───── Input data
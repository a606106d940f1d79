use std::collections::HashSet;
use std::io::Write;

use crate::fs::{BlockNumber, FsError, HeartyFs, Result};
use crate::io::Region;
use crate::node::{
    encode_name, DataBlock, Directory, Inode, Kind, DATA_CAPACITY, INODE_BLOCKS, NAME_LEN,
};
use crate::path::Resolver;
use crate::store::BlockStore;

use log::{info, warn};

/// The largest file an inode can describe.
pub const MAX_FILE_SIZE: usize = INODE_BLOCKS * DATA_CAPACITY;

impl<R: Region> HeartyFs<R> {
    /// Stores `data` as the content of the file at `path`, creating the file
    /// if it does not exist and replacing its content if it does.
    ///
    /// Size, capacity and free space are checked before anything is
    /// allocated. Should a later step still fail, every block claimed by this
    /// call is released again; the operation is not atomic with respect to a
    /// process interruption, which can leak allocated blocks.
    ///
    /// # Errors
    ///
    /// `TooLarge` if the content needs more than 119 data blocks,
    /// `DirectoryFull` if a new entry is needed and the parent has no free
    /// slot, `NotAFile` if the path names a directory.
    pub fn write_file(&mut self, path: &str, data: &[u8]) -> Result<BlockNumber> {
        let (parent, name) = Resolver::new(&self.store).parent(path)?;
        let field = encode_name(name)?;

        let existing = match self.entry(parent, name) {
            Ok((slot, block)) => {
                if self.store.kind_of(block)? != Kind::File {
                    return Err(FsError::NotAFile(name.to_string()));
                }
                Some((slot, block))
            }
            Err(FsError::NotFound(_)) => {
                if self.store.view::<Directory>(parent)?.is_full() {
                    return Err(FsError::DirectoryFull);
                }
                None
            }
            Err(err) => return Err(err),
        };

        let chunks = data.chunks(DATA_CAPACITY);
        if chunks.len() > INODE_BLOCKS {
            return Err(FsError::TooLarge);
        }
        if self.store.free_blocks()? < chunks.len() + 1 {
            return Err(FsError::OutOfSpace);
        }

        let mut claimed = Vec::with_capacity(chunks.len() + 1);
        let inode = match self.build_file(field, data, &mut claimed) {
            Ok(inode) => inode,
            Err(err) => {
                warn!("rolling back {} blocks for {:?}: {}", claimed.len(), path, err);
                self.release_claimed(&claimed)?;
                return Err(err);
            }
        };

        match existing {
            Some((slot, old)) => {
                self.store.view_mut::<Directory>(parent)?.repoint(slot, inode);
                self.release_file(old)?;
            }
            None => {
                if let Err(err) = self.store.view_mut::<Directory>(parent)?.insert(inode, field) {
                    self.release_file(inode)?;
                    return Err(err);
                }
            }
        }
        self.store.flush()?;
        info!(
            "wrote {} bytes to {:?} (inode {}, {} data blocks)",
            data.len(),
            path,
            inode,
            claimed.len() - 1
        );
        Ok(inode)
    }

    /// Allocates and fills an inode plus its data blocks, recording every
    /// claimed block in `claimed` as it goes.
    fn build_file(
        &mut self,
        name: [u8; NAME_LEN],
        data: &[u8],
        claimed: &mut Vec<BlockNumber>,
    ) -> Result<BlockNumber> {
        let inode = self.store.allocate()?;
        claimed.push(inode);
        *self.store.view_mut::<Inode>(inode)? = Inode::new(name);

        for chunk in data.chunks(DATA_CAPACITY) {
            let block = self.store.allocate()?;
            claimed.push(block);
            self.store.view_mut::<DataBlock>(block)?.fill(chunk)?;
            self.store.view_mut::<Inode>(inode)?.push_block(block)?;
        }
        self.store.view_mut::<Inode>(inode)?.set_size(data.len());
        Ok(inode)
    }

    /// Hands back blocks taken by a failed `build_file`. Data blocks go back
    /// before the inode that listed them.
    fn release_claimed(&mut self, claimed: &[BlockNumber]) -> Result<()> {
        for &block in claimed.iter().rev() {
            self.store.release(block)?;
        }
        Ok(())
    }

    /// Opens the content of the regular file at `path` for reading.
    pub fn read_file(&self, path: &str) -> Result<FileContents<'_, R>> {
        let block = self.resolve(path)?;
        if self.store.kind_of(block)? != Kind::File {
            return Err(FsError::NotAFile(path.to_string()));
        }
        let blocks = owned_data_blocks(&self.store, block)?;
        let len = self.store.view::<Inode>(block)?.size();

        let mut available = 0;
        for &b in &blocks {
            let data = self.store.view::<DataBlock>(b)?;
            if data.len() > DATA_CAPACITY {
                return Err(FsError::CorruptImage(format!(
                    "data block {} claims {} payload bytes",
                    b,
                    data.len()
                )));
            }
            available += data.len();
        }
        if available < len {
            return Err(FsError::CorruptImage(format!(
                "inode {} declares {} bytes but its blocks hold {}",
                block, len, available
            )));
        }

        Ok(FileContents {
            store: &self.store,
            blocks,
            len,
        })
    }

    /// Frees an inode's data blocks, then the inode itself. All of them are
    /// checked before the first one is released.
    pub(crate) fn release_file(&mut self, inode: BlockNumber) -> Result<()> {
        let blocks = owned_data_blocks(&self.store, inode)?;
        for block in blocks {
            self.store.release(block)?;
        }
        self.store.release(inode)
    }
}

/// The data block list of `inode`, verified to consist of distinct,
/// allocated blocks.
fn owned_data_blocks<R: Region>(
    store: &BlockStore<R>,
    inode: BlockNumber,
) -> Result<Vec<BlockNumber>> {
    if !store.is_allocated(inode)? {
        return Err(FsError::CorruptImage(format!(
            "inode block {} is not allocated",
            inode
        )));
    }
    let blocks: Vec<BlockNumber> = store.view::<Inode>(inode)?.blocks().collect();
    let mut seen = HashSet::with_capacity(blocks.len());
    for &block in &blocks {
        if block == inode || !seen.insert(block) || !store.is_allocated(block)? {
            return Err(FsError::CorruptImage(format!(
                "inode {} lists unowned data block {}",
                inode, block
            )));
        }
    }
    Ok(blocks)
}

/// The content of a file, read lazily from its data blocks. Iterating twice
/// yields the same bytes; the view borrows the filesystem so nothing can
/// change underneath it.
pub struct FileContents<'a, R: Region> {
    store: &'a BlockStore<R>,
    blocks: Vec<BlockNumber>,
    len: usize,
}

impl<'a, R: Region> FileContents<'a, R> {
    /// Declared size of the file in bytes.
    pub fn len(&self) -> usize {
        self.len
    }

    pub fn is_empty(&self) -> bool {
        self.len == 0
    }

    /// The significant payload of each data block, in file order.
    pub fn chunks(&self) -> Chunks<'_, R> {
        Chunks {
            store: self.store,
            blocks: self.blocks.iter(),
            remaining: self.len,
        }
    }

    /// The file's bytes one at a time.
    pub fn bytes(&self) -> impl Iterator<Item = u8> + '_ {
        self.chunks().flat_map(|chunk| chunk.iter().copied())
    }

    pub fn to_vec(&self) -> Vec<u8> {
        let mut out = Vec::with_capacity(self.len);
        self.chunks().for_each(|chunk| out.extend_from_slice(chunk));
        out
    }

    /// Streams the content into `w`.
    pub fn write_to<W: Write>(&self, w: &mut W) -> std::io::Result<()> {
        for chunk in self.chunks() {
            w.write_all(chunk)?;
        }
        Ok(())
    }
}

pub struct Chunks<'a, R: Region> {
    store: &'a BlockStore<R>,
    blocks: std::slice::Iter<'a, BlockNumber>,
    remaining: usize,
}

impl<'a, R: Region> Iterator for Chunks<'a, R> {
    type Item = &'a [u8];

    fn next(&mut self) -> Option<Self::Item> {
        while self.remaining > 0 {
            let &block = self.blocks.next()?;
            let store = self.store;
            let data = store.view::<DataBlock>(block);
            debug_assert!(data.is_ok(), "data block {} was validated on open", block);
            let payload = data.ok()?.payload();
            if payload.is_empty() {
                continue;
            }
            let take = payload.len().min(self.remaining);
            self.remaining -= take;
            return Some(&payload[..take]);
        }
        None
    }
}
──────────
■ Exercise brief ■
In the entries above, the lines from the one bearing "one at a time." up to and including the one bearing "self.remaining -= take;" should be transcribed exactly; no other line is wanted.

■ Task result ■
    /// The file's bytes one at a time.
    pub fn bytes(&self) -> impl Iterator<Item = u8> + '_ {
        self.chunks().flat_map(|chunk| chunk.iter().copied())
    }

    pub fn to_vec(&self) -> Vec<u8> {
        let mut out = Vec::with_capacity(self.len);
        self.chunks().for_each(|chunk| out.extend_from_slice(chunk));
        out
    }

    /// Streams the content into `w`.
    pub fn write_to<W: Write>(&self, w: &mut W) -> std::io::Result<()> {
        for chunk in self.chunks() {
            w.write_all(chunk)?;
        }
        Ok(())
    }
}

pub struct Chunks<'a, R: Region> {
    store: &'a BlockStore<R>,
    blocks: std::slice::Iter<'a, BlockNumber>,
    remaining: usize,
}

impl<'a, R: Region> Iterator for Chunks<'a, R> {
    type Item = &'a [u8];

    fn next(&mut self) -> Option<Self::Item> {
        while self.remaining > 0 {
            let &block = self.blocks.next()?;
            let store = self.store;
            let data = store.view::<DataBlock>(block);
            debug_assert!(data.is_ok(), "data block {} was validated on open", block);
            let payload = data.ok()?.payload();
            if payload.is_empty() {
                continue;
            }
            let take = payload.len().min(self.remaining);
            self.remaining -= take;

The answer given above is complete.